Gurnards belong to a group of fish known collectively as Triglidae (sea robins). Grey gurnard occurs in the eastern Atlantic from Iceland, Norway, southern Baltic, and North Sea to southern Morocco, and Madeira Islands. It is also found in the Mediterranean and Black Seas. In the North Sea and in Skagerrak/Kattegat, grey gurnard is an abundant demersal species. They have a strong seasonal migration throughout the North Sea. It forms dense semi-pelagic aggregations in winter to the northwest of the Dogger Bank; in summer, grey gurnard are more widespread. The species is less abundant in the English Channel, the Celtic Sea, and in the Bay of Biscay. Although an offshore species, grey gurnard is occasionally found in shallow water. They spawn from April to August in deep water. The maximum life span rarely exceeds 6 years. They can attain a length of 45 cm, but are usually around 30 cm. Sexually mature at a length of about 18 cm and an age of 3 years (males) and about 24 cm and 4 years (females).Gurnards are able to grunt or growl by the use of muscles associated with the swim bladder, and this is believed to aid in keeping schools together.

Stock information

Criterion score: 0.5 info

Stock Area

North Sea, Eastern English Channel and Skagerrak and Kattegat

Stock information

This is a somewhat data-limited stock, with no reference points to indicate whether biomass is at a sustainable level. A sharp decline since 2017 indicates there could be concern for the biomass. Fishing pressure is currently below the proxy for maximum sustainable yield. Grey gurnard has a medium resilience to fishing pressure.

The biomass index of grey gurnard increased from 1998 to peak in 2000, and has since fluctuated at a high level. However, in 2018 it dropped below the recent long term average to the lowest level since 1996, indicating there could be concern for the stock. ICES’s North Sea Working Group indicates that the 2019 biomass was only slightly higher. In 2015 and 2016 fishing pressure was just above the proxy for FMSY, which is the based on the mean length of the catch (22cm). Higher mean lengths indicate lower fishing pressure. In 2017 and 2018 it was below FMSY proxy, at around 24cm. There is more confidence in the 2017 figure than for the two previous years, therefore it seems likely that fishing pressure is at sustainable levels.

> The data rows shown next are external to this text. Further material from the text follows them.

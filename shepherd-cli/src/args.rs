use shepherd_types::Purpose;

/// Parsed command-line invocation. Built by hand over `std::env::args` —
/// the flag grammar is small and flat enough that a dependency buys
/// nothing a `while let` loop doesn't already give us.
#[derive(Debug, Default)]
pub struct Args {
    pub session: Option<String>,
    pub dev: bool,
    pub heartbeat: bool,
    pub system: Option<String>,
    pub provider: Option<String>,
    pub model: Option<String>,
    pub yes: bool,
    pub json: bool,

    pub tool: Option<String>,
    pub path: Option<String>,
    pub content: Option<String>,
    pub overwrite: bool,

    pub toolloop: bool,
    pub max_steps: u32,
    pub max_tool_calls: u32,
    pub max_output_tokens: u32,

    pub list_sessions: bool,
    pub export_session: Option<String>,
    pub delete_session: Option<String>,
    pub prune_sessions: Option<i64>,

    pub prompt: Option<String>,
}

#[derive(Debug, thiserror::Error)]
pub enum ArgsError {
    #[error("unknown flag: {0}")]
    UnknownFlag(String),
    #[error("flag {0} requires a value")]
    MissingValue(String),
    #[error("flag {0} requires an integer value: {1}")]
    InvalidInteger(String, String),
}

impl Args {
    pub fn purpose(&self) -> Purpose {
        if self.heartbeat {
            Purpose::Heartbeat
        } else if self.dev {
            Purpose::Dev
        } else {
            Purpose::Default
        }
    }

    pub fn parse(raw: impl Iterator<Item = String>) -> Result<Self, ArgsError> {
        let mut args = Args {
            max_steps: 8,
            max_tool_calls: 16,
            max_output_tokens: 1024,
            ..Args::default()
        };
        let mut remaining: Vec<String> = raw.collect();
        let mut positional = Vec::new();

        while let Some(flag) = remaining.first().cloned() {
            remaining.remove(0);
            match flag.as_str() {
                "--session" => args.session = Some(take(&flag, &mut remaining)?),
                "--dev" => args.dev = true,
                "--heartbeat" => args.heartbeat = true,
                "--system" => args.system = Some(take(&flag, &mut remaining)?),
                "--provider" => args.provider = Some(take(&flag, &mut remaining)?),
                "--model" => args.model = Some(take(&flag, &mut remaining)?),
                "--yes" => args.yes = true,
                "--json" => args.json = true,

                "--tool" => args.tool = Some(take(&flag, &mut remaining)?),
                "--path" => args.path = Some(take(&flag, &mut remaining)?),
                "--content" => args.content = Some(take(&flag, &mut remaining)?),
                "--overwrite" => args.overwrite = true,

                "--toolloop" => args.toolloop = true,
                "--steps" | "--maxSteps" => args.max_steps = take_u32(&flag, &mut remaining)?,
                "--maxToolCalls" => args.max_tool_calls = take_u32(&flag, &mut remaining)?,
                "--maxOutputTokens" => args.max_output_tokens = take_u32(&flag, &mut remaining)?,

                "--list-sessions" => args.list_sessions = true,
                "--export" => args.export_session = Some(take(&flag, &mut remaining)?),
                "--delete-session" => args.delete_session = Some(take(&flag, &mut remaining)?),
                "--prune-older-than" => {
                    let raw = take(&flag, &mut remaining)?;
                    args.prune_sessions = Some(
                        raw.parse()
                            .map_err(|_| ArgsError::InvalidInteger(flag.clone(), raw))?,
                    );
                }

                other if other.starts_with("--") => return Err(ArgsError::UnknownFlag(other.into())),
                other => positional.push(other.to_string()),
            }
        }

        if !positional.is_empty() {
            args.prompt = Some(positional.join(" "));
        }

        Ok(args)
    }
}

fn take(flag: &str, remaining: &mut Vec<String>) -> Result<String, ArgsError> {
    if remaining.is_empty() {
        return Err(ArgsError::MissingValue(flag.to_string()));
    }
    Ok(remaining.remove(0))
}

fn take_u32(flag: &str, remaining: &mut Vec<String>) -> Result<u32, ArgsError> {
    let raw = take(flag, remaining)?;
    raw.parse()
        .map_err(|_| ArgsError::InvalidInteger(flag.to_string(), raw))
}

#[cfg(test)]
mod tests {
    use super::*;

    #[test]
    fn parses_a_manual_tool_invocation() {
        let args = Args::parse(
            ["--tool", "list_dir", "--path", "notes", "--yes"]
                .into_iter()
                .map(String::from),
        )
        .unwrap();
        assert_eq!(args.tool.as_deref(), Some("list_dir"));
        assert_eq!(args.path.as_deref(), Some("notes"));
        assert!(args.yes);
    }

    #[test]
    fn positional_words_become_the_prompt() {
        let args = Args::parse(
            ["--toolloop", "summarize", "the", "notes"]
                .into_iter()
                .map(String::from),
        )
        .unwrap();
        assert_eq!(args.prompt.as_deref(), Some("summarize the notes"));
        assert!(args.toolloop);
    }

    #[test]
    fn unknown_flag_is_rejected() {
        let err = Args::parse(["--bogus"].into_iter().map(String::from)).unwrap_err();
        assert!(matches!(err, ArgsError::UnknownFlag(_)));
    }

    #[test]
    fn dev_and_heartbeat_select_purpose() {
        let args = Args::parse(["--dev"].into_iter().map(String::from)).unwrap();
        assert_eq!(args.purpose(), Purpose::Dev);
        let args = Args::parse(["--heartbeat"].into_iter().map(String::from)).unwrap();
        assert_eq!(args.purpose(), Purpose::Heartbeat);
    }
}
use shepherd_types::ToolKind;

/// Map a registered tool name to its budget classification.
///
/// Unknown tool names classify as [`ToolKind::Other`] — classification
/// gates budget accounting, not registry dispatch, so an unrecognized name
/// simply gets no special cap.
pub fn classify_tool(tool_name: &str) -> ToolKind {
    match tool_name {
        "read_file" | "list_dir" => ToolKind::Read,
        "write_file" => ToolKind::Write,
        _ => ToolKind::Other,
    }
}

#[cfg(test)]
mod tests {
    use super::*;

    #[test]
    fn classifies_known_tools() {
        assert_eq!(classify_tool("read_file"), ToolKind::Read);
        assert_eq!(classify_tool("list_dir"), ToolKind::Read);
        assert_eq!(classify_tool("write_file"), ToolKind::Write);
        assert_eq!(classify_tool("calculator"), ToolKind::Other);
        assert_eq!(classify_tool("run_cmd"), ToolKind::Other);
    }

    #[test]
    fn unknown_tool_classifies_as_other() {
        assert_eq!(classify_tool("totally_unknown"), ToolKind::Other);
    }
}
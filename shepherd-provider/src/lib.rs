#![deny(missing_docs)]
//! Provider abstraction normalizing heterogeneous LLM wire formats into one
//! request/response shape.
//!
//! Every adapter under [`adapters`] implements [`Provider`]; [`ProviderRouter`]
//! is the single entry point the scheduler calls through, resolving an empty
//! requested provider name to a purpose-appropriate default.

mod wire;

pub mod adapters;

pub use wire::normalize_usage;

use async_trait::async_trait;
use shepherd_types::{ErrorKind, LlmRequest, LlmResponse, Purpose, ShepherdError};
use std::collections::HashMap;
use std::sync::Arc;

/// A chat-completion backend, normalized to the shepherd wire shapes.
///
/// Implementors own their own credentials and HTTP client; `chat` performs
/// exactly one request/response round trip.
#[async_trait]
pub trait Provider: Send + Sync {
    /// Run one step against the model and return its normalized response.
    async fn chat(&self, request: LlmRequest) -> Result<LlmResponse, ShepherdError>;
}

/// Dispatches a request to the provider adapter named by `LlmRequest::provider`,
/// or to a purpose-based default when that name is empty.
pub struct ProviderRouter {
    providers: HashMap<String, Arc<dyn Provider>>,
}

impl ProviderRouter {
    /// Build an empty router.
    pub fn new() -> Self {
        Self {
            providers: HashMap::new(),
        }
    }

    /// Register an adapter under the given name, overwriting any previous
    /// registration of that name.
    pub fn register(&mut self, name: impl Into<String>, provider: Arc<dyn Provider>) {
        self.providers.insert(name.into(), provider);
    }

    /// Default provider name for a purpose, used when the caller leaves
    /// `LlmRequest::provider` empty. `Dev` runs get the native Anthropic
    /// adapter; everything else defaults to the OpenAI-compatible one.
    fn default_provider_name(purpose: Purpose) -> &'static str {
        match purpose {
            Purpose::Dev => "anthropic",
            _ => "grok",
        }
    }

    /// Resolve and run the request, filling in the default provider name and
    /// stamping it onto the outgoing request before forwarding.
    pub async fn chat(&self, mut request: LlmRequest) -> Result<LlmResponse, ShepherdError> {
        let name = if request.provider.is_empty() {
            Self::default_provider_name(request.purpose).to_string()
        } else {
            request.provider.clone()
        };

        let provider = self.providers.get(&name).ok_or_else(|| {
            ShepherdError::new(ErrorKind::Unknown, format!("unknown provider: {name}"))
        })?;
        request.provider = name;
        provider.chat(request).await
    }
}

impl Default for ProviderRouter {
    fn default() -> Self {
        Self::new()
    }
}

#[async_trait]
impl Provider for ProviderRouter {
    /// Delegates to [`ProviderRouter::chat`], so a configured router can be
    /// handed to the scheduler as `Arc<dyn Provider>` directly alongside any
    /// single adapter.
    async fn chat(&self, request: LlmRequest) -> Result<LlmResponse, ShepherdError> {
        ProviderRouter::chat(self, request).await
    }
}

#[cfg(test)]
mod tests {
    use super::*;
    use shepherd_types::{FinishReason, Message, Usage};

    struct StubProvider {
        name: &'static str,
    }

    #[async_trait]
    impl Provider for StubProvider {
        async fn chat(&self, request: LlmRequest) -> Result<LlmResponse, ShepherdError> {
            Ok(LlmResponse {
                provider: request.provider,
                model: request.model,
                text: self.name.to_string(),
                message: Message::assistant(self.name, vec![]),
                usage: Usage::new(1, 1),
                finish_reason: FinishReason::Stop,
                response_id: None,
            })
        }
    }

    fn request(provider: &str, purpose: Purpose) -> LlmRequest {
        LlmRequest {
            provider: provider.to_string(),
            model: String::new(),
            messages: vec![Message::user("hi")],
            max_output_tokens: 256,
            temperature: None,
            tools: None,
            purpose,
            meta: None,
        }
    }

    #[tokio::test]
    async fn empty_provider_name_defaults_by_purpose() {
        let mut router = ProviderRouter::new();
        router.register("grok", Arc::new(StubProvider { name: "grok" }));
        router.register("anthropic", Arc::new(StubProvider { name: "anthropic" }));

        let response = router.chat(request("", Purpose::Default)).await.unwrap();
        assert_eq!(response.text, "grok");

        let response = router.chat(request("", Purpose::Dev)).await.unwrap();
        assert_eq!(response.text, "anthropic");
    }

    #[tokio::test]
    async fn explicit_provider_name_overrides_the_default() {
        let mut router = ProviderRouter::new();
        router.register("anthropic", Arc::new(StubProvider { name: "anthropic" }));

        let response = router
            .chat(request("anthropic", Purpose::Default))
            .await
            .unwrap();
        assert_eq!(response.text, "anthropic");
    }

    #[tokio::test]
    async fn unregistered_provider_name_errors() {
        let router = ProviderRouter::new();
        let err = router.chat(request("nonexistent", Purpose::Default)).await.unwrap_err();
        assert_eq!(err.kind, ErrorKind::Unknown);
    }
}
use async_trait::async_trait;
use shepherd_types::ToolCall;

/// Gates whether a classified, budget-reserved tool call may actually run.
///
/// Implementors decide synchronously or by waiting on an external signal
/// (an interactive approval prompt, an inline-button click) — the scheduler
/// only ever sees the boolean outcome.
#[async_trait]
pub trait ApprovalGate: Send + Sync {
    /// Whether `call` may proceed to execution.
    async fn approve(&self, call: &ToolCall) -> bool;
}

/// Approves every call. Suitable for `--dev`/non-interactive runs and tests.
pub struct AllowAll;

#[async_trait]
impl ApprovalGate for AllowAll {
    async fn approve(&self, _call: &ToolCall) -> bool {
        true
    }
}

/// Denies every call. Used to test the scheduler's denial path.
pub struct DenyAll;

#[async_trait]
impl ApprovalGate for DenyAll {
    async fn approve(&self, _call: &ToolCall) -> bool {
        false
    }
}
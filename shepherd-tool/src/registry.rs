use serde_json::Value;
use shepherd_types::{Purpose, ToolCall, ToolDefinition, ToolResult};
use std::collections::HashMap;
use std::future::Future;
use std::pin::Pin;
use std::sync::Arc;
use thiserror::Error;

/// Errors a tool implementation may raise. Never escapes the registry — see
/// [`ToolRegistry::execute`].
#[non_exhaustive]
#[derive(Debug, Error)]
pub enum ToolError {
    /// The caller-supplied arguments were invalid for this tool.
    #[error("invalid input: {0}")]
    InvalidInput(String),
    /// A policy-engine rejection occurred while preparing the effect.
    #[error("{0}")]
    Policy(#[from] shepherd_policy::PolicyError),
    /// The effect itself failed (I/O error, non-zero spawn failure, etc).
    #[error("execution failed: {0}")]
    ExecutionFailed(String),
}

/// Per-call context threaded into every tool invocation.
#[derive(Debug, Clone, Copy)]
pub struct ToolContext {
    /// The mode this call runs under; gates write-path policy.
    pub purpose: Purpose,
}

/// Object-safe trait implemented by each of the five registered tools.
///
/// Modeled as a dyn-compatible trait (rather than `async fn` in a trait) so
/// tools can be stored as `Arc<dyn ToolDyn>` in [`ToolRegistry`].
pub trait ToolDyn: Send + Sync {
    /// The tool's unique name, as the model invokes it.
    fn name(&self) -> &str;

    /// Human-readable description shown to the model.
    fn description(&self) -> &str;

    /// Minimal JSON-schema subset describing the argument object.
    fn parameters(&self) -> Value;

    /// Execute the tool with already-parsed JSON arguments.
    fn call(
        &self,
        args: Value,
        ctx: ToolContext,
    ) -> Pin<Box<dyn Future<Output = Result<Value, ToolError>> + Send + '_>>;
}

/// Registry of the tools available to a scheduler run.
pub struct ToolRegistry {
    tools: HashMap<String, Arc<dyn ToolDyn>>,
}

impl ToolRegistry {
    /// Build an empty registry.
    pub fn new() -> Self {
        Self {
            tools: HashMap::new(),
        }
    }

    /// Register a tool, overwriting any existing tool with the same name.
    pub fn register(&mut self, tool: Arc<dyn ToolDyn>) {
        self.tools.insert(tool.name().to_string(), tool);
    }

    /// Look up a tool by name.
    pub fn get(&self, name: &str) -> Option<&Arc<dyn ToolDyn>> {
        self.tools.get(name)
    }

    /// Number of registered tools.
    pub fn len(&self) -> usize {
        self.tools.len()
    }

    /// Whether the registry has no tools registered.
    pub fn is_empty(&self) -> bool {
        self.tools.is_empty()
    }

    /// `ToolDefinition`s for every registered tool, in an unspecified but
    /// stable-within-a-process order; suitable for a provider request's
    /// `tools` field.
    pub fn definitions(&self) -> Vec<ToolDefinition> {
        self.tools
            .values()
            .map(|tool| ToolDefinition {
                name: tool.name().to_string(),
                description: tool.description().to_string(),
                parameters: tool.parameters(),
            })
            .collect()
    }

    /// Execute a single tool call, funneling every outcome — success,
    /// expected failure, or a thrown error — through [`ToolResult`]. No
    /// exception ever escapes this call.
    #[tracing::instrument(skip(self, ctx), fields(tool = %call.name))]
    pub async fn execute(&self, call: &ToolCall, ctx: ToolContext) -> ToolResult {
        let Some(tool) = self.tools.get(&call.name) else {
            return ToolResult::err(&call.name, format!("unknown tool: {}", call.name));
        };

        let args = match call.arguments() {
            Ok(args) => args,
            Err(err) => {
                return ToolResult::err(
                    &call.name,
                    format!("arguments were not well-formed JSON: {err}"),
                );
            }
        };

        match tool.call(args, ctx).await {
            Ok(result) => ToolResult::ok(&call.name, result),
            Err(err) => ToolResult::err(&call.name, err.to_string()),
        }
    }
}

impl Default for ToolRegistry {
    fn default() -> Self {
        Self::new()
    }
}
#![deny(missing_docs)]
//! The five side-effecting tools the shepherd scheduler may invoke, and the
//! registry that dispatches to them.
//!
//! Every tool call funnels through [`ToolRegistry::execute`], which never
//! lets an error escape: success, expected failure, and thrown exceptions
//! all become a [`shepherd_types::ToolResult`].

mod registry;
mod tools;

pub use registry::{ToolContext, ToolDyn, ToolError, ToolRegistry};
pub use tools::{CalculatorTool, ListDirTool, ReadFileTool, RunCmdTool, WriteFileTool};

use shepherd_policy::PolicyEngine;
use std::sync::Arc;

/// Build the standard registry: `read_file`, `list_dir`, `write_file`,
/// `calculator`, `run_cmd`, all sharing the given policy engine.
pub fn default_registry(policy: Arc<PolicyEngine>) -> ToolRegistry {
    let mut registry = ToolRegistry::new();
    registry.register(Arc::new(ReadFileTool::new(policy.clone())));
    registry.register(Arc::new(ListDirTool::new(policy.clone())));
    registry.register(Arc::new(WriteFileTool::new(policy.clone())));
    registry.register(Arc::new(CalculatorTool));
    registry.register(Arc::new(RunCmdTool::new(policy)));
    registry
}

#[cfg(test)]
mod tests {
    use super::*;

    #[test]
    fn default_registry_has_five_tools() {
        let dir = tempfile::tempdir().unwrap();
        let policy = Arc::new(PolicyEngine::with_default_config(dir.path()));
        let registry = default_registry(policy);
        assert_eq!(registry.len(), 5);
        for name in ["read_file", "list_dir", "write_file", "calculator", "run_cmd"] {
            assert!(registry.get(name).is_some(), "missing tool: {name}");
        }
    }
}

ICES was not requested to provide advice on fishing opportunities for this stock in 2019 and 2020.

Before 2012, only official landings data were available for this stock. These are not reliable. For example, the Netherlands did not report grey gurnard before 2000, and many countries reported gurnards as a ‘gurnard mix’ only. Discard estimates are also only available from 2012 onwards. It appears that landings are increasing, and discards make up the vast majority of total catches (80% of 2017 catch was discarded, 13% landed as bycatch from industrial fisheries and 6% landed from demersal seines and trawlers).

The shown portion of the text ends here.